• _Work to be completed_
Tally the lines below that include "PartialEq" and give only the total.

-- Dataset excerpts follows --

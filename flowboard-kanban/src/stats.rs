//! Board statistics for the header and the export dialog

use crate::types::{Status, Task};
use chrono::{DateTime, TimeZone, Utc};
use serde::Serialize;

/// Per-column and total task counts
#[derive(Debug, Clone, Copy, Default, PartialEq, Eq, Serialize)]
#[serde(rename_all = "camelCase")]
pub struct TaskCounts {
    pub todo: usize,
    pub in_progress: usize,
    pub done: usize,
    pub total: usize,
}

impl TaskCounts {
    pub fn from_tasks(tasks: &[Task]) -> Self {
        let mut counts = Self {
            total: tasks.len(),
            ..Self::default()
        };
        for task in tasks {
            match task.status {
                Status::Todo => counts.todo += 1,
                Status::InProgress => counts.in_progress += 1,
                Status::Done => counts.done += 1,
            }
        }
        counts
    }

    pub fn get(&self, status: Status) -> usize {
        match status {
            Status::Todo => self.todo,
            Status::InProgress => self.in_progress,
            Status::Done => self.done,
        }
    }
}

/// Summary shown before exporting
#[derive(Debug, Clone, PartialEq, Serialize)]
#[serde(rename_all = "camelCase")]
pub struct ExportStats {
    pub total: usize,
    pub by_status: TaskCounts,
    pub oldest_task: Option<DateTime<Utc>>,
    pub newest_task: Option<DateTime<Utc>>,
}

impl ExportStats {
    pub fn from_tasks(tasks: &[Task]) -> Self {
        let to_date = |ms: i64| Utc.timestamp_millis_opt(ms).single();
        Self {
            total: tasks.len(),
            by_status: TaskCounts::from_tasks(tasks),
            oldest_task: tasks.iter().map(|t| t.created_at).min().and_then(to_date),
            newest_task: tasks.iter().map(|t| t.created_at).max().and_then(to_date),
        }
    }
}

-- Dataset excerpts concluded --

• _Result for this exercise_
2